Voluntarismo constitucional

Abunda en ciertos sectores una fe desmedida en el papel que estaría llamada a tener la futura Ley Fundamental en la construcción de la realidad material. No muy distinto de lo que ocurrió a principios del siglo XIX, cuando intelectuales y políticos hispanoamericanos vieron en los textos constitucionales un mecanismo concreto y palpable para diseñar el comportamiento humano. Como si fijar algo por escrito (un reglamento, una norma, una declaración de principios) fuera suficiente para mejorar las condiciones de los ciudadanos de carne y hueso.

Este voluntarismo constitucional –inspirado en parte en el universalismo de la Ilustración- explica por qué las primeras Constituciones decimonónicas abreviaban cuestiones que iban más allá de su habitual radio de acción: la Carta de 1823, por ejemplo, llegó al punto de asignar al Estado la responsabilidad de formar un “código moral” que detallara los deberes del “ciudadano en todas las épocas de su edad y en todos los estados de la vida social, formándole hábitos, ejercicios, deberes, instrucciones públicas, ritualidades y placeres”. Su autor, el peruano Juan Egaña, creía en la capacidad de las leyes para moldear el comportamiento de los ciudadanos, cuestión compartida por otros hombres de letras tanto o más afines a lo que hoy llamaríamos “ingeniería social”.

Porque algo ha quedado claro en estos meses de intenso debate: la legítima y necesaria discusión constituyente (esa que remite a la ilegitimidad de origen de la actual Constitución) se ha confundido innecesariamente con la discusión constitucional de contenidos, una tendencia esta última que suele exagerar el valor concreto y práctico de las leyes fundamentales cuando el objetivo es plasmar la realidad vía decreto. El caso más paradigmático y citado es el de los “derechos sociales” (desde la izquierda), pero de ninguna manera es el único ni menos el más extravagante.

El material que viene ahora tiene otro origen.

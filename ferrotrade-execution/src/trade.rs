use std::time::Duration;

use derive_more::Display;
use rust_decimal::Decimal;
use smol_str::SmolStr;

use crate::broker::BrokerAdapter;
use crate::error::TradeError;
use crate::order::{Order, OrderPrice, OrderType, Side, Status, TimeInForce};
use crate::risk::{CheckHigherThan, CheckLossLimit, RiskCheck};
use crate::sizing::{risk_order_size, stop_profit_range};

/// Default fill timeout for an entry order before it is cancelled and the
/// trade is abandoned.
pub const ENTRY_FILL_TIMEOUT: Duration = Duration::from_secs(60);

/// The per-trade percentage caps and reward ratio a [`TradeConfig`] carries,
/// mirroring `global_max_risk_perc`/`global_max_portfolio_perc` in spec.md §6.
#[derive(Debug, Clone, Copy, PartialEq, Eq)]
pub struct TradeConfig {
    pub risk_portfolio_perc: Decimal,
    pub max_portfolio_perc: Decimal,
    pub win_to_loss_ratio: Decimal,
    pub entry_timeout: Duration,
}

impl TradeConfig {
    pub fn new(risk_portfolio_perc: Decimal, max_portfolio_perc: Decimal, win_to_loss_ratio: Decimal) -> Self {
        Self {
            risk_portfolio_perc,
            max_portfolio_perc,
            win_to_loss_ratio,
            entry_timeout: ENTRY_FILL_TIMEOUT,
        }
    }
}

/// The asset-specific facts the state machine needs that don't live on
/// [`crate::account::Account`]: the symbol to trade and its tick sizes.
#[derive(Debug, Clone)]
pub struct TradeSubject {
    pub symbol: SmolStr,
    pub min_price_increment: Decimal,
    pub min_size_increment: Decimal,
}

/// Which bracket-exit implementation to submit once the entry has filled.
#[derive(Debug, Clone, Copy, PartialEq, Eq)]
pub enum BracketStyle {
    /// A single one-cancels-other order; the broker is responsible for
    /// cancelling the losing leg once the other fills.
    Oco,
    /// Two independent exit orders; the state machine races them and
    /// cancels whichever did not fill first.
    Twin,
}

/// The terminal state a bracket trade ended in, mirroring the state diagram
/// of spec.md §4.6.
#[derive(Debug, Clone, Copy, PartialEq, Eq, Display)]
pub enum TradeState {
    Sizing,
    EntrySubmitted,
    EntryPending,
    EntryFilled,
    BracketActive,
    OneSideDone,
    Closed,
    LeakedPosition,
    FailedToEnter,
}

/// The result of running a bracket trade to completion: always resolves to
/// one of the three terminal states, never left "in flight".
#[derive(Debug, Clone)]
pub struct TradeOutcome {
    pub state: TradeState,
    pub entry: Option<Order>,
    pub exit: Option<Order>,
    pub reason: Option<String>,
}

impl TradeOutcome {
    fn failed_to_enter(entry: Option<Order>, reason: impl Into<String>) -> Self {
        Self {
            state: TradeState::FailedToEnter,
            entry,
            exit: None,
            reason: Some(reason.into()),
        }
    }
}

fn truncate(value: Decimal, increment: Decimal) -> Decimal {
    if increment.is_zero() {
        return value;
    }
    (value / increment).trunc() * increment
}

/// Run one bracket trade to completion: size the entry by risk budget,
/// submit and wait for it to fill (cancelling on timeout or a partial
/// fill's remainder), then submit and race the stop-loss/take-profit exit
/// until one side completes, cancelling the other. Never returns with an
/// open position unaccounted for: every path ends in [`TradeState::Closed`],
/// [`TradeState::LeakedPosition`] (the exit closed less than the entry
/// filled — requires manual reconciliation), or [`TradeState::FailedToEnter`].
pub async fn execute_bracket_trade<B: BrokerAdapter>(
    broker: &B,
    subject: &TradeSubject,
    side: Side,
    price: Decimal,
    risk: Decimal,
    config: &TradeConfig,
    bracket_style: BracketStyle,
) -> Result<TradeOutcome, TradeError> {
    tracing::debug!(symbol = %subject.symbol, ?side, %price, %risk, state = %TradeState::Sizing, "sizing bracket trade");
    let account = broker.get_account().await?;

    let raw_size = risk_order_size(
        account.portfolio_value,
        account.buying_power,
        config.risk_portfolio_perc,
        config.max_portfolio_perc,
        risk,
        price,
    );
    let size = truncate(raw_size, subject.min_size_increment);

    let loss_check = CheckLossLimit {
        limit: config.risk_portfolio_perc / Decimal::ONE_HUNDRED * account.portfolio_value,
    };
    let notional_check = CheckHigherThan {
        cap: config.max_portfolio_perc / Decimal::ONE_HUNDRED * account.portfolio_value,
    };

    if size <= Decimal::ZERO {
        return Ok(TradeOutcome::failed_to_enter(None, "insufficient buying power for any size"));
    }
    if loss_check.check(&(size, risk)).is_err() || notional_check.check(&(size, price)).is_err() {
        return Ok(TradeOutcome::failed_to_enter(None, "sized order exceeds risk or notional cap"));
    }

    tracing::info!(symbol = %subject.symbol, %size, state = %TradeState::EntrySubmitted, "submitting entry order");
    let entry = broker
        .create_order(&subject.symbol, size, side, OrderType::Market, TimeInForce::Day, None)
        .await?;

    tracing::debug!(order_id = %entry.id, state = %TradeState::EntryPending, "awaiting entry fill");
    let entry = broker.wait_for_execution(&entry.id, Some(config.entry_timeout)).await?;

    let entry = match entry.status {
        Status::Filled => entry,
        Status::PartiallyFilled => {
            broker.cancel_order(&entry.id).await?;
            entry
        }
        Status::Pending => {
            broker.cancel_order(&entry.id).await?;
            return Ok(TradeOutcome::failed_to_enter(Some(entry), "entry fill timed out"));
        }
        Status::Cancelled | Status::Rejected => {
            return Ok(TradeOutcome::failed_to_enter(Some(entry), "entry order was rejected or cancelled"));
        }
    };

    if entry.filled_size <= Decimal::ZERO {
        return Ok(TradeOutcome::failed_to_enter(Some(entry), "entry order filled zero size"));
    }

    tracing::info!(order_id = %entry.id, filled = %entry.filled_size, state = %TradeState::EntryFilled, "entry filled");

    let fill_price = entry.filled_price.unwrap_or(price);
    let (low, high) = stop_profit_range(side, config.win_to_loss_ratio, risk, fill_price);
    let low = truncate(low, subject.min_price_increment);
    let high = truncate(high, subject.min_price_increment);
    let exit_side = !side;

    tracing::debug!(%low, %high, state = %TradeState::BracketActive, "submitting bracket exit");
    let (exit, leaked) = match bracket_style {
        BracketStyle::Oco => {
            let bracket = broker
                .create_order(
                    &subject.symbol,
                    entry.filled_size,
                    exit_side,
                    OrderType::Range,
                    TimeInForce::Gtc,
                    Some(OrderPrice::Range(low, high)),
                )
                .await?;
            let bracket = broker.wait_for_execution(&bracket.id, None).await?;
            let leaked = bracket.filled_size < entry.filled_size;
            (bracket, leaked)
        }
        BracketStyle::Twin => {
            let stop = broker
                .create_order(
                    &subject.symbol,
                    entry.filled_size,
                    exit_side,
                    OrderType::Stop,
                    TimeInForce::Gtc,
                    Some(OrderPrice::Single(low)),
                )
                .await?;
            let take = broker
                .create_order(
                    &subject.symbol,
                    entry.filled_size,
                    exit_side,
                    OrderType::Limit,
                    TimeInForce::Gtc,
                    Some(OrderPrice::Single(high)),
                )
                .await?;

            let (winner, loser_id) = tokio::select! {
                result = broker.wait_for_execution(&stop.id, None) => (result?, take.id.clone()),
                result = broker.wait_for_execution(&take.id, None) => (result?, stop.id.clone()),
            };
            broker.cancel_order(&loser_id).await?;
            let leaked = winner.filled_size < entry.filled_size;
            (winner, leaked)
        }
    };

    tracing::debug!(order_id = %exit.id, filled = %exit.filled_size, state = %TradeState::OneSideDone, "one side of the bracket completed");

    if leaked {
        tracing::error!(
            symbol = %subject.symbol,
            entry_id = %entry.id,
            entry_filled = %entry.filled_size,
            exit_id = %exit.id,
            exit_filled = %exit.filled_size,
            "LEAKED_POSITION: exit did not fully close the entry, manual reconciliation required"
        );
        return Ok(TradeOutcome {
            state: TradeState::LeakedPosition,
            entry: Some(entry),
            exit: Some(exit),
            reason: Some(format!(
                "exit {} filled {} but entry {} filled {}",
                exit.id, exit.filled_size, entry.id, entry.filled_size
            )),
        });
    }

    tracing::info!(symbol = %subject.symbol, state = %TradeState::Closed, "bracket trade closed");
    Ok(TradeOutcome {
        state: TradeState::Closed,
        entry: Some(entry),
        exit: Some(exit),
        reason: None,
    })
}

#[cfg(test)]
mod tests {
    use rust_decimal_macros::dec;

    use super::*;
    use crate::account::Account;
    use crate::broker::mock::{FillBehaviour, MockBrokerAdapter};

    fn subject() -> TradeSubject {
        TradeSubject {
            symbol: SmolStr::new("AAPL"),
            min_price_increment: dec!(0.01),
            min_size_increment: dec!(1),
        }
    }

    fn config() -> TradeConfig {
        TradeConfig::new(dec!(1), dec!(50), dec!(2))
    }

    #[tokio::test]
    async fn happy_path_closes_via_oco_bracket() {
        let broker = MockBrokerAdapter::new(Account::new(dec!(100_000), dec!(100_000)));
        broker.set_fill_behaviour("AAPL", FillBehaviour::FullFillAt(dec!(100)));

        let outcome = execute_bracket_trade(
            &broker,
            &subject(),
            Side::Buy,
            dec!(100),
            dec!(1),
            &config(),
            BracketStyle::Oco,
        )
        .await
        .expect("trade runs to completion");

        assert_eq!(outcome.state, TradeState::Closed);
        assert!(outcome.entry.is_some());
        assert!(outcome.exit.is_some());
    }

    #[tokio::test]
    async fn happy_path_closes_via_twin_exit_orders() {
        let broker = MockBrokerAdapter::new(Account::new(dec!(100_000), dec!(100_000)));
        broker.set_fill_behaviour("AAPL", FillBehaviour::FullFillAt(dec!(100)));

        let outcome = execute_bracket_trade(
            &broker,
            &subject(),
            Side::Buy,
            dec!(100),
            dec!(1),
            &config(),
            BracketStyle::Twin,
        )
        .await
        .expect("trade runs to completion");

        assert_eq!(outcome.state, TradeState::Closed);
        let entry = outcome.entry.expect("entry present");
        let exit = outcome.exit.expect("exit present");
        assert_eq!(exit.filled_size, entry.filled_size);
    }

    #[tokio::test]
    async fn rejected_entry_yields_failed_to_enter_without_error() {
        let broker = MockBrokerAdapter::new(Account::new(dec!(100_000), dec!(100_000)));
        broker.set_fill_behaviour("AAPL", FillBehaviour::Reject);

        let outcome = execute_bracket_trade(
            &broker,
            &subject(),
            Side::Buy,
            dec!(100),
            dec!(1),
            &config(),
            BracketStyle::Oco,
        )
        .await
        .expect("a rejected entry is a terminal outcome, not an error");

        assert_eq!(outcome.state, TradeState::FailedToEnter);
        assert!(outcome.exit.is_none());
    }

    #[tokio::test]
    async fn insufficient_buying_power_aborts_before_any_order() {
        let broker = MockBrokerAdapter::new(Account::new(dec!(100_000), dec!(0)));
        broker.set_fill_behaviour("AAPL", FillBehaviour::FullFillAt(dec!(100)));

        let outcome = execute_bracket_trade(
            &broker,
            &subject(),
            Side::Buy,
            dec!(100),
            dec!(1),
            &config(),
            BracketStyle::Oco,
        )
        .await
        .expect("sizing failure is a terminal outcome, not an error");

        assert_eq!(outcome.state, TradeState::FailedToEnter);
        assert!(outcome.entry.is_none());
    }

    #[tokio::test]
    async fn sell_side_bracket_swaps_stop_and_target() {
        let broker = MockBrokerAdapter::new(Account::new(dec!(100_000), dec!(100_000)));
        broker.set_fill_behaviour("AAPL", FillBehaviour::FullFillAt(dec!(100)));

        let outcome = execute_bracket_trade(
            &broker,
            &subject(),
            Side::Sell,
            dec!(100),
            dec!(1),
            &config(),
            BracketStyle::Oco,
        )
        .await
        .expect("trade runs to completion");

        assert_eq!(outcome.state, TradeState::Closed);
    }
}
use rust_decimal::Decimal;

use crate::order::Side;

/// Risk-sized order quantity: the smaller of (a) the size that risks exactly
/// `portfolio_perc`% of the portfolio given a `risk` per unit, (b) the size
/// capped at `max_portfolio_perc`% of the portfolio's notional value, and
/// (c) whatever buying power is actually available.
///
/// A non-positive result means there isn't enough buying power (or `risk`/
/// `price` is non-positive) to open any position at all; the caller should
/// abort the trade rather than submit a zero-or-negative order.
pub fn risk_order_size(
    portfolio_value: Decimal,
    buying_power: Decimal,
    portfolio_perc: Decimal,
    max_portfolio_perc: Decimal,
    risk: Decimal,
    price: Decimal,
) -> Decimal {
    if risk <= Decimal::ZERO || price <= Decimal::ZERO {
        return Decimal::ZERO;
    }
    let size = portfolio_perc / Decimal::ONE_HUNDRED * portfolio_value / risk;
    let max_size = max_portfolio_perc / Decimal::ONE_HUNDRED * portfolio_value / price;
    size.min(max_size).min(buying_power)
}

/// The `(low, high)` bracket-exit price pair for a `Range` (OCO) order sized
/// to close a position opened at `price` with a given `risk` per unit and
/// reward target `win_to_loss_ratio · risk`.
///
/// For a long (`Side::Buy` entry, so the exit is a sell) the stop is below
/// entry and the target above; for a short the pair is swapped so `low` is
/// always the leg nearer zero and `high` the leg further from it, and the
/// caller submits the pair as-is regardless of side.
pub fn stop_profit_range(entry_side: Side, win_to_loss_ratio: Decimal, risk: Decimal, price: Decimal) -> (Decimal, Decimal) {
    let low = price - risk;
    let high = (price + win_to_loss_ratio * risk) * price / (price - risk);
    match entry_side {
        Side::Buy => (low, high),
        Side::Sell => (high, low),
    }
}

Durante el fin de semana, y probablemente atizados por el tan mentado “mes de la patria”, aparecieron diversos reportajes periodísticos preguntándose si acaso la Constitución debería “definir la identidad” del país (eso que suele conocerse como “chilenidad”). Detrás de esa pregunta se esconde la siempre engañosa cuestión sobre qué es y cómo debería ser una cultura determinada, además de una posición en extremo condescendiente y nacionalista (sobre todo desde la derecha). En efecto, me cuesta creer que algo tan inescrutable como la identidad pueda ser definida constitucionalmente, más aún en un mundo tan heterogéneo como el que vivimos.

Las constituciones, no podemos cansarnos de repetirlo, son pactos intergeneracionales cuyo propósito es aunar criterios generales para asegurar la convivencia política. Es decir, son mucho y poco a la vez. No lo olvidemos cuando en la Convención haya que enfrentar el constructivismo de los que, ingenuamente, todavía creen en el poder transformador de la ley positiva.